Epoxy is a strong and versatile material used in many applications. H. Jerry Qi and his team had been developing an epoxy resin to use in printing. But to harden, Qi notes, the resin has to be exposed to heat for many hours. That’s just too long when each 3-D printed layer must fully harden before the next can be laid down.

Qi, a materials scientist, invented a way around that hurdle. His innovation: Mix the resin with another material that could be cured — turned into a solid — using light. Now each layer can be set with light, then fully hardened later with heat. This two-stage process really sped up the printing rate.
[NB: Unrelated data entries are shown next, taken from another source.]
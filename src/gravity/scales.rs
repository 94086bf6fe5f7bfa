//! Sugar and alcohol scale conversions
//!
//! Converts a reading on any of SG, Brix, Baumé, ABV or ABW to all five.
//! Every conversion goes through specific gravity.

use serde::{Deserialize, Serialize};

use super::formulas::{potential_abv, ABV_FACTOR};
use crate::error::{CalcError, CalcResult};

/// Density of ethanol relative to water, used for ABV <-> ABW
pub const ETHANOL_DENSITY_RATIO: f64 = 0.789 / 1.000;

/// A measurement scale
#[derive(Debug, Clone, Copy, PartialEq, Eq, Serialize, Deserialize)]
#[serde(rename_all = "lowercase")]
pub enum GravityScale {
    Sg,
    Brix,
    Baume,
    Abv,
    Abw,
}

impl GravityScale {
    /// Parse from string
    pub fn parse(s: &str) -> Option<Self> {
        match s.trim().to_lowercase().as_str() {
            "sg" | "gravity" | "specific gravity" => Some(GravityScale::Sg),
            "brix" | "°bx" | "bx" => Some(GravityScale::Brix),
            "baume" | "baumé" | "be" => Some(GravityScale::Baume),
            "abv" => Some(GravityScale::Abv),
            "abw" => Some(GravityScale::Abw),
            _ => None,
        }
    }

    pub fn label(&self) -> &'static str {
        match self {
            GravityScale::Sg => "SG",
            GravityScale::Brix => "Brix",
            GravityScale::Baume => "Baumé",
            GravityScale::Abv => "ABV",
            GravityScale::Abw => "ABW",
        }
    }

    /// Accepted input range (inclusive)
    pub fn valid_range(&self) -> (f64, f64) {
        match self {
            GravityScale::Sg => (0.990, 1.200),
            GravityScale::Brix => (0.0, 50.0),
            GravityScale::Baume => (0.0, 25.0),
            GravityScale::Abv | GravityScale::Abw => (0.0, 25.0),
        }
    }

    fn range_message(&self) -> String {
        let (min, max) = self.valid_range();
        match self {
            GravityScale::Sg => format!("SG must be between {:.3} and {:.3}", min, max),
            GravityScale::Abv | GravityScale::Abw => {
                format!("{} must be between {}% and {}%", self.label(), min, max)
            }
            _ => format!("{} must be between {} and {}", self.label(), min, max),
        }
    }

    /// Check a reading against this scale's range
    pub fn validate(&self, value: f64) -> CalcResult<()> {
        let (min, max) = self.valid_range();
        if value.is_finite() && value >= min && value <= max {
            Ok(())
        } else {
            Err(CalcError::validation(self.range_message()))
        }
    }
}

/// The same reading expressed on every scale
#[derive(Debug, Clone, Copy, PartialEq, Serialize)]
pub struct ScaleReadings {
    pub sg: f64,
    pub brix: f64,
    pub baume: f64,
    pub abv: f64,
    pub abw: f64,
}

pub fn brix_to_sg(brix: f64) -> f64 {
    brix / (258.6 - (brix / 258.2) * 227.1) + 1.0
}

pub fn baume_to_sg(baume: f64) -> f64 {
    145.0 / (145.0 - baume)
}

pub fn sg_to_brix(sg: f64) -> f64 {
    ((182.4601 * sg - 775.6821) * sg + 1262.7794) * sg - 669.5622
}

pub fn sg_to_baume(sg: f64) -> f64 {
    145.0 - 145.0 / sg
}

/// Approximate inverse of SG -> ABV, kept as the calculator has always
/// computed it. It does not invert `potential_abv`.
pub fn abv_to_sg(abv: f64) -> f64 {
    1.0 + abv / ABV_FACTOR / 1000.0
}

pub fn abv_to_abw(abv: f64) -> f64 {
    abv * ETHANOL_DENSITY_RATIO
}

pub fn abw_to_abv(abw: f64) -> f64 {
    abw / ETHANOL_DENSITY_RATIO
}

/// Convert a reading on `from` to all five scales
///
/// The input scale keeps the exact value supplied; alcohol readings keep
/// their ABV/ABW pair consistent with the input.
pub fn cross_scale_convert(value: f64, from: GravityScale) -> CalcResult<ScaleReadings> {
    from.validate(value)?;

    let sg = match from {
        GravityScale::Sg => value,
        GravityScale::Brix => brix_to_sg(value),
        GravityScale::Baume => baume_to_sg(value),
        GravityScale::Abv => abv_to_sg(value),
        GravityScale::Abw => abv_to_sg(abw_to_abv(value)),
    };

    let abv = match from {
        GravityScale::Abv => value,
        GravityScale::Abw => abw_to_abv(value),
        _ => potential_abv(sg),
    };

    let mut readings = ScaleReadings {
        sg,
        brix: sg_to_brix(sg),
        baume: sg_to_baume(sg),
        abv,
        abw: abv_to_abw(abv),
    };

    match from {
        GravityScale::Brix => readings.brix = value,
        GravityScale::Baume => readings.baume = value,
        GravityScale::Abw => readings.abw = value,
        _ => {}
    }

    Ok(readings)
}

#[cfg(test)]
mod tests {
    use super::*;

    #[test]
    fn test_sg_scenario() {
        let r = cross_scale_convert(1.050, GravityScale::Sg).unwrap();
        assert_eq!(r.sg, 1.050);
        assert!((r.brix - 12.387).abs() < 0.001);
        assert!((r.baume - 6.905).abs() < 0.001);
        assert!((r.abv - 6.5625).abs() < 1e-9);
        assert!((r.abw - 6.5625 * 0.789).abs() < 1e-9);
    }

    #[test]
    fn test_brix_to_sg() {
        // 12.387 Brix lands back near 1.050
        let r = cross_scale_convert(12.387, GravityScale::Brix).unwrap();
        assert_eq!(r.brix, 12.387);
        assert!((r.sg - 1.050).abs() < 0.001);
    }

    #[test]
    fn test_baume_to_sg() {
        let r = cross_scale_convert(10.0, GravityScale::Baume).unwrap();
        assert!((r.sg - 145.0 / 135.0).abs() < 1e-12);
        assert_eq!(r.baume, 10.0);
    }

    #[test]
    fn test_abv_inverse_is_reproduced_verbatim() {
        let r = cross_scale_convert(10.0, GravityScale::Abv).unwrap();
        assert!((r.sg - (1.0 + 10.0 / 131.25 / 1000.0)).abs() < 1e-15);
        assert_eq!(r.abv, 10.0);
        assert!((r.abw - 7.89).abs() < 1e-9);
    }

    #[test]
    fn test_abw_input() {
        let r = cross_scale_convert(7.89, GravityScale::Abw).unwrap();
        assert_eq!(r.abw, 7.89);
        assert!((r.abv - 10.0).abs() < 1e-9);
    }

    #[test]
    fn test_out_of_range_inputs() {
        let err = cross_scale_convert(1.250, GravityScale::Sg).unwrap_err();
        assert_eq!(err, CalcError::validation("SG must be between 0.990 and 1.200"));
        assert!(cross_scale_convert(0.980, GravityScale::Sg).is_err());
        assert!(cross_scale_convert(51.0, GravityScale::Brix).is_err());
        assert!(cross_scale_convert(-1.0, GravityScale::Baume).is_err());
        assert_eq!(
            cross_scale_convert(26.0, GravityScale::Abv).unwrap_err().to_string(),
            "ABV must be between 0% and 25%"
        );
        assert!(cross_scale_convert(f64::NAN, GravityScale::Abw).is_err());
    }

    #[test]
    fn test_range_boundaries_accepted() {
        assert!(cross_scale_convert(0.990, GravityScale::Sg).is_ok());
        assert!(cross_scale_convert(1.200, GravityScale::Sg).is_ok());
        assert!(cross_scale_convert(50.0, GravityScale::Brix).is_ok());
        assert!(cross_scale_convert(0.0, GravityScale::Abv).is_ok());
    }

    #[test]
    fn test_parse_scale() {
        assert_eq!(GravityScale::parse("Brix"), Some(GravityScale::Brix));
        assert_eq!(GravityScale::parse("baumé"), Some(GravityScale::Baume));
        assert_eq!(GravityScale::parse("plato"), None);
    }
}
While testing different ways to cure resins with light, Qi’s group also found that the light‘s intensity (how bright it was) could affect how hard a resin became. They could vary the lighting to make some parts of a printed object harder and more rigid, while others stayed soft and flexible. That prompted them to apply this to the printing process. Their goal was to create an object where parts of it might be hard, while other parts were soft enough to serve as movable joints.

And it worked.

Qi showed that he could print objects that would bend and flex in a range of different ways. Some joints were stiffer, others looser.

Still, it needed tweaking. The hardest part of the printed object could be only some 20 times harder than the softest part. While good, that was not good enough for Qi’s group. It wanted to be able to have access to a broader range of stiffness and flexibility while designing an object.

The researchers’ inspiration — or “aha” moment — came when they tried combining their two innovations. By varying the light intensities as their new epoxy resin printed, they were able to get a much greater range of softness. Now, the stiffest part of a printed object can be 600 times harder than its softest part.              

The Georgia Tech team developed the process together with scientists at the Singapore University of Technology.

Printing objects with several materials

Many 3-D printers today can make objects from plastic. Or metal. Or living cells. Even from cheese. But Qi introduced a new 3-D printer at the same meeting that could build objects from a range of different materials at the same time.

A new 3-D-printing process created this novel ribbon. It includes parts that are both stiff and flexible, as well as insulating and electrically conducting.
H. Jerry Qi

One example was a plastic ribbon that has electrical wires running through it. “Each layer you print can have multiple materials,” he explains. This, he says, makes it “a powerful manufacturing tool.”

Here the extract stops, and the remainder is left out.